In May of 2010, a grand jury returned a two-count indictment against petitioner charging him with felony murder and conspiracy to commit burglary. The indictment alleged that on October 25, 2009, petitioner conspired with others to burglarize the home of Terry K. Lewis and that, during the commission of the burglary, Mr. Lewis was killed by one of petitioner’s co- conspirators.

Petitioner claims that his medical records from his pretrial incarceration, show the following: (1) he has a history of six concussions and sexual abuse; (2) he is on multiple medications and has been placed on a suicide watch; (3) he was born with an XYX chromosomal pattern due to fetal alcohol syndrome; (4) he uses multiple mental health medications; (5) he has blackouts; (6) while he was in prison, he was found writing in his own blood; (7) he reported wanting to hurt himself because it was “the only way to get this different personality to stop”; (8) he claimed to be different people with varying ages and differing personalities; (9) he is tearful, weepy, unable to care for himself, and has threatened to hurt himself; (10) he has thoughts of suicide and has attempted suicide; (11) he has been diagnosed with “schizophrenia, MI, DM, personality disorder, depression, and HTN”; and (12) he has panic attacks.

1 Petitioner’s counsel moved for a mental health examination to “determine petitioner’s competency at the time of his alleged crimes, whether he was competent to stand trial, and whether the regional jail could adequately care for petitioner.” Thereafter, the trial court granted petitioner’s motion for a psychiatric evaluation, which was conducted by psychiatrist Ralph Smith Jr., M.D. During the evaluation, petitioner gave a full account of the burglary and murder. Dr. Smith also spoke with jail personnel and reviewed petitioner’s medical records from the regional jail.
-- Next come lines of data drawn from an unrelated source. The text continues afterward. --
//! Library configuration.
//!
//! Stored as TOML. Every key is optional; missing keys take the defaults
//! below.
//!
//! ```toml
//! data_path = "library_data.json"
//! fine_per_day = "1.0"
//! default_loan_days = 14
//! ```

use std::path::{Path, PathBuf};

use rust_decimal::Decimal;
use serde::{Deserialize, Serialize};

use crate::error::{CirculationError, Result};
use crate::fees::{FeePolicy, FINE_PER_DAY};

pub const DEFAULT_DATA_PATH: &str = "library_data.json";
pub const DEFAULT_LOAN_DAYS: u32 = 14;
/// Longest accepted loan period, about a century.
pub const MAX_LOAN_DAYS: u32 = 36_500;
/// Largest accepted daily late fee.
pub const MAX_FINE_PER_DAY: Decimal = Decimal::from_parts(1_000_000, 0, 0, false, 0);

#[derive(Debug, Clone, PartialEq, Eq, Serialize, Deserialize)]
#[serde(default)]
pub struct LibraryConfig {
    /// Where the JSON state document lives
    pub data_path: PathBuf,

    /// Late fee charged per whole day overdue
    pub fine_per_day: Decimal,

    /// Loan period used by `Library::lend_default`
    pub default_loan_days: u32,
}

impl Default for LibraryConfig {
    fn default() -> Self {
        Self {
            data_path: PathBuf::from(DEFAULT_DATA_PATH),
            fine_per_day: FINE_PER_DAY,
            default_loan_days: DEFAULT_LOAN_DAYS,
        }
    }
}

impl LibraryConfig {
    pub fn with_data_path(mut self, path: impl Into<PathBuf>) -> Self {
        self.data_path = path.into();
        self
    }

    pub fn from_toml_str(contents: &str) -> Result<Self> {
        let config: LibraryConfig = toml::from_str(contents)
            .map_err(|e| CirculationError::Config(format!("Failed to parse config: {}", e)))?;
        config.validate()?;
        Ok(config)
    }

    pub fn validate(&self) -> Result<()> {
        if self.fine_per_day < Decimal::ZERO {
            return Err(CirculationError::Validation(
                "fine_per_day cannot be negative".to_string(),
            ));
        }
        if self.fine_per_day > MAX_FINE_PER_DAY {
            return Err(CirculationError::Validation(format!(
                "fine_per_day cannot exceed {}",
                MAX_FINE_PER_DAY
            )));
        }
        if self.default_loan_days == 0 {
            return Err(CirculationError::Validation(
                "default_loan_days must be at least 1".to_string(),
            ));
        }
        if self.default_loan_days > MAX_LOAN_DAYS {
            return Err(CirculationError::Validation(format!(
                "default_loan_days cannot exceed {}",
                MAX_LOAN_DAYS
            )));
        }
        Ok(())
    }

    pub fn fee_policy(&self) -> FeePolicy {
        FeePolicy::new(self.fine_per_day)
    }
}

pub fn read_config(path: &Path) -> Result<LibraryConfig> {
    let contents = std::fs::read_to_string(path).map_err(|e| {
        CirculationError::Config(format!("Failed to read config {}: {}", path.display(), e))
    })?;
    LibraryConfig::from_toml_str(&contents)
}

pub fn write_config(path: &Path, config: &LibraryConfig) -> Result<()> {
    if let Some(parent) = path.parent().filter(|p| !p.as_os_str().is_empty()) {
        std::fs::create_dir_all(parent).map_err(|e| {
            CirculationError::Config(format!(
                "Failed to create config directory {}: {}",
                parent.display(),
                e
            ))
        })?;
    }
    let contents = toml::to_string_pretty(config)
        .map_err(|e| CirculationError::Config(format!("TOML error: {}", e)))?;
    std::fs::write(path, contents).map_err(|e| {
        CirculationError::Config(format!("Failed to write config {}: {}", path.display(), e))
    })?;
    Ok(())
}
In his report, Dr. Smith found that petitioner’s “claims of having multiple personalities and blackouts causing significant functional impairment [were] not credible, when analyzed in context of his exaggeration of problems on the Personality Assessment Inventory and the observations of staff about his behavior.” Dr. Smith concluded that petitioner was competent to stand trial. Dr. Smith did not determine whether petitioner was competent at the time his crimes were committed. Based upon Dr. Smith’s findings and conclusions, the trial court found that petitioner was competent to stand trial.

Thereafter, the parties entered into a plea agreement whereby petitioner agreed to plead guilty to felony murder and to testify against his co-conspirators. In return, the State agreed it would dismiss the conspiracy to commit burglary charge and join petitioner in recommending that he be sentenced to life in prison but be eligible for parole in fifteen years.
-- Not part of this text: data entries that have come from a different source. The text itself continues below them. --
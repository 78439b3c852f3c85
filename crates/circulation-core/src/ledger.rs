//! Loan ledger: lending, returns, borrowed lists and fee payments.
//!
//! Each operation either applies completely or leaves the state untouched
//! and reports a [`Refusal`]. Holder and borrowed sets are updated together
//! so the two sides never disagree once a call returns.

use std::fmt;

use chrono::{DateTime, Utc};
use rust_decimal::Decimal;

use crate::error::CirculationError;
use crate::fees::FeePolicy;
use crate::storage::types::{Item, ItemId, LibraryState, LoanRecord, MemberId};

/// Why a ledger operation was not applied.
#[derive(Debug, Clone, Copy, PartialEq, Eq)]
pub enum Refusal {
    UnknownMember(MemberId),
    UnknownItem(ItemId),
    /// Every copy is out on loan
    NoCopiesAvailable(ItemId),
    /// The member already holds a copy of this item
    AlreadyBorrowed { member_id: MemberId, item_id: ItemId },
    /// The member does not hold this item
    NotBorrowed { member_id: MemberId, item_id: ItemId },
}

impl fmt::Display for Refusal {
    fn fmt(&self, f: &mut fmt::Formatter<'_>) -> fmt::Result {
        match self {
            Refusal::UnknownMember(id) => write!(f, "Member {} not found", id),
            Refusal::UnknownItem(id) => write!(f, "Item {} not found", id),
            Refusal::NoCopiesAvailable(id) => write!(f, "No copies of item {} available", id),
            Refusal::AlreadyBorrowed { member_id, item_id } => {
                write!(f, "Member {} already borrowed item {}", member_id, item_id)
            }
            Refusal::NotBorrowed { member_id, item_id } => {
                write!(f, "Member {} has not borrowed item {}", member_id, item_id)
            }
        }
    }
}

/// Outcome of a lend request.
#[derive(Debug, Clone, PartialEq, Eq)]
pub enum LendOutcome {
    Lent(LoanRecord),
    Refused(Refusal),
}

/// Outcome of a return request.
#[derive(Debug, Clone, PartialEq, Eq)]
pub enum ReturnOutcome {
    /// `fee` is zero for on-time returns and when no matching loan record exists.
    Returned { fee: Decimal },
    Refused(Refusal),
}

/// A fee payment that was applied.
#[derive(Debug, Clone, Copy, PartialEq, Eq)]
pub struct Payment {
    /// Amount actually taken, never more than was owed
    pub paid: Decimal,
    pub remaining: Decimal,
}

/// Outcome of a fee payment.
#[derive(Debug, Clone, PartialEq, Eq)]
pub enum PaymentOutcome {
    Paid(Payment),
    Refused(Refusal),
}

impl LendOutcome {
    pub fn is_success(&self) -> bool {
        matches!(self, LendOutcome::Lent(_))
    }
}

impl ReturnOutcome {
    pub fn is_success(&self) -> bool {
        matches!(self, ReturnOutcome::Returned { .. })
    }
}

impl PaymentOutcome {
    pub fn is_success(&self) -> bool {
        matches!(self, PaymentOutcome::Paid(_))
    }
}

impl From<Result<LoanRecord, Refusal>> for LendOutcome {
    fn from(result: Result<LoanRecord, Refusal>) -> Self {
        match result {
            Ok(record) => LendOutcome::Lent(record),
            Err(refusal) => LendOutcome::Refused(refusal),
        }
    }
}

impl From<Result<Payment, Refusal>> for PaymentOutcome {
    fn from(result: Result<Payment, Refusal>) -> Self {
        match result {
            Ok(payment) => PaymentOutcome::Paid(payment),
            Err(refusal) => PaymentOutcome::Refused(refusal),
        }
    }
}

impl LibraryState {
    /// Lend one copy of `item_id` to `member_id`, due at `due_date`.
    ///
    /// Checks, in order: member exists, item exists, a copy is available,
    /// the member does not already hold the item. The loan record for the
    /// item is created or overwritten.
    pub fn lend(
        &mut self,
        member_id: MemberId,
        item_id: ItemId,
        due_date: DateTime<Utc>,
    ) -> Result<LoanRecord, Refusal> {
        if !self.members.contains_key(&member_id) {
            return Err(Refusal::UnknownMember(member_id));
        }
        let item = self
            .items
            .get_mut(&item_id)
            .ok_or(Refusal::UnknownItem(item_id))?;
        if !item.is_available() {
            return Err(Refusal::NoCopiesAvailable(item_id));
        }
        let member = self
            .members
            .get_mut(&member_id)
            .ok_or(Refusal::UnknownMember(member_id))?;
        if member.has_borrowed(item_id) {
            return Err(Refusal::AlreadyBorrowed { member_id, item_id });
        }

        item.available_copies -= 1;
        item.holders.push(member_id);
        member.borrowed.push(item_id);

        let record = LoanRecord {
            member_id,
            due_date,
        };
        self.loan_records.insert(item_id, record.clone());
        Ok(record)
    }

    /// Take back `item_id` from `member_id` at `returned_at`, charging any late fee.
    ///
    /// A fee is only assessed when the item's loan record names this member;
    /// that record is then removed. A record naming another member (one
    /// record per item, several copies out) is left alone and no fee is
    /// charged.
    ///
    /// # Errors
    ///
    /// Returns `CirculationError::Validation` if the fee or the resulting
    /// balance overflows. The state is left unchanged in that case.
    pub fn return_item(
        &mut self,
        member_id: MemberId,
        item_id: ItemId,
        returned_at: DateTime<Utc>,
        policy: &FeePolicy,
    ) -> crate::error::Result<ReturnOutcome> {
        let Some(member) = self.members.get(&member_id) else {
            return Ok(ReturnOutcome::Refused(Refusal::UnknownMember(member_id)));
        };
        if !self.items.contains_key(&item_id) {
            return Ok(ReturnOutcome::Refused(Refusal::UnknownItem(item_id)));
        }
        if !member.has_borrowed(item_id) {
            return Ok(ReturnOutcome::Refused(Refusal::NotBorrowed {
                member_id,
                item_id,
            }));
        }

        // Everything fallible happens before the first mutation.
        let fee = match self.loan_records.get(&item_id) {
            Some(record) if record.member_id == member_id => {
                Some(policy.fee(record.due_date, returned_at)?)
            }
            _ => None,
        };
        let balance = match fee {
            Some(fee) => member.fine_balance.checked_add(fee).ok_or_else(|| {
                CirculationError::Validation(format!(
                    "Balance of member {} overflows when adding {}",
                    member_id, fee
                ))
            })?,
            None => member.fine_balance,
        };

        if let Some(member) = self.members.get_mut(&member_id) {
            member.borrowed.retain(|id| *id != item_id);
            member.fine_balance = balance;
        }
        if let Some(item) = self.items.get_mut(&item_id) {
            item.holders.retain(|holder| *holder != member_id);
            item.available_copies = (item.available_copies + 1).min(item.total_copies);
        }
        if fee.is_some() {
            self.loan_records.remove(&item_id);
        }

        Ok(ReturnOutcome::Returned {
            fee: fee.unwrap_or(Decimal::ZERO),
        })
    }

    /// Items the member currently holds, in borrowing order.
    ///
    /// Ids that no longer resolve to an item are skipped. Unknown members
    /// hold nothing.
    pub fn list_borrowed(&self, member_id: MemberId) -> Vec<&Item> {
        self.members
            .get(&member_id)
            .map(|member| {
                member
                    .borrowed
                    .iter()
                    .filter_map(|item_id| self.items.get(item_id))
                    .collect()
            })
            .unwrap_or_default()
    }

    /// Reduce the member's balance by `amount`, clamped to what is owed.
    pub fn pay_fine(&mut self, member_id: MemberId, amount: Decimal) -> Result<Payment, Refusal> {
        let member = self
            .members
            .get_mut(&member_id)
            .ok_or(Refusal::UnknownMember(member_id))?;

        let paid = amount.max(Decimal::ZERO).min(member.fine_balance);
        member.fine_balance -= paid;
        Ok(Payment {
            paid,
            remaining: member.fine_balance,
        })
    }

    /// Loan records due strictly before `at`, in item id order.
    pub fn overdue_loans(&self, at: DateTime<Utc>) -> Vec<(ItemId, &LoanRecord)> {
        self.loan_records
            .iter()
            .filter(|(_, record)| record.is_overdue_at(at))
            .map(|(item_id, record)| (*item_id, record))
            .collect()
    }
}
At a July 7, 2010, plea hearing, the circuit court inquired about petitioner’s mental health. The record showed that petitioner was involuntarily committed at the age of fifteen and received treatment for self-mutilation and a personality disorder. Thereafter, petitioner was placed on medication, released from the commitment, and received outpatient psychiatric care “off and on for a couple years.” Petitioner testified that his psychiatric medication had no effect on his memory or ability to think. Petitioner then set forth the basis for his plea. He testified that his co-conspirator, Jeff Taylor, “told me he needed some quick money . . . I told him I knew a house, but I didn’t want to have anything to do with it.” Petitioner admitted that he had a “bad past” with the prospective victim. Petitioner then said that he drove Mr. Taylor and a second co-conspirator to the victim’s house, explained the basic layout of the house, and told his co-conspirators to take a jewelry box from the house. The co-conspirators entered the house while petitioner waited in the car. When the co-conspirators returned to the car, petitioner learned that they had stabbed the victim to death during the course of the burglary. 1 Petitioner further testified that he was under the influence of alcohol when the burglary was committed and that he understood the burglary was wrong. The trial court accepted petitioner’s plea to one count of felony murder and ordered a presentence investigation and a diagnostic evaluation.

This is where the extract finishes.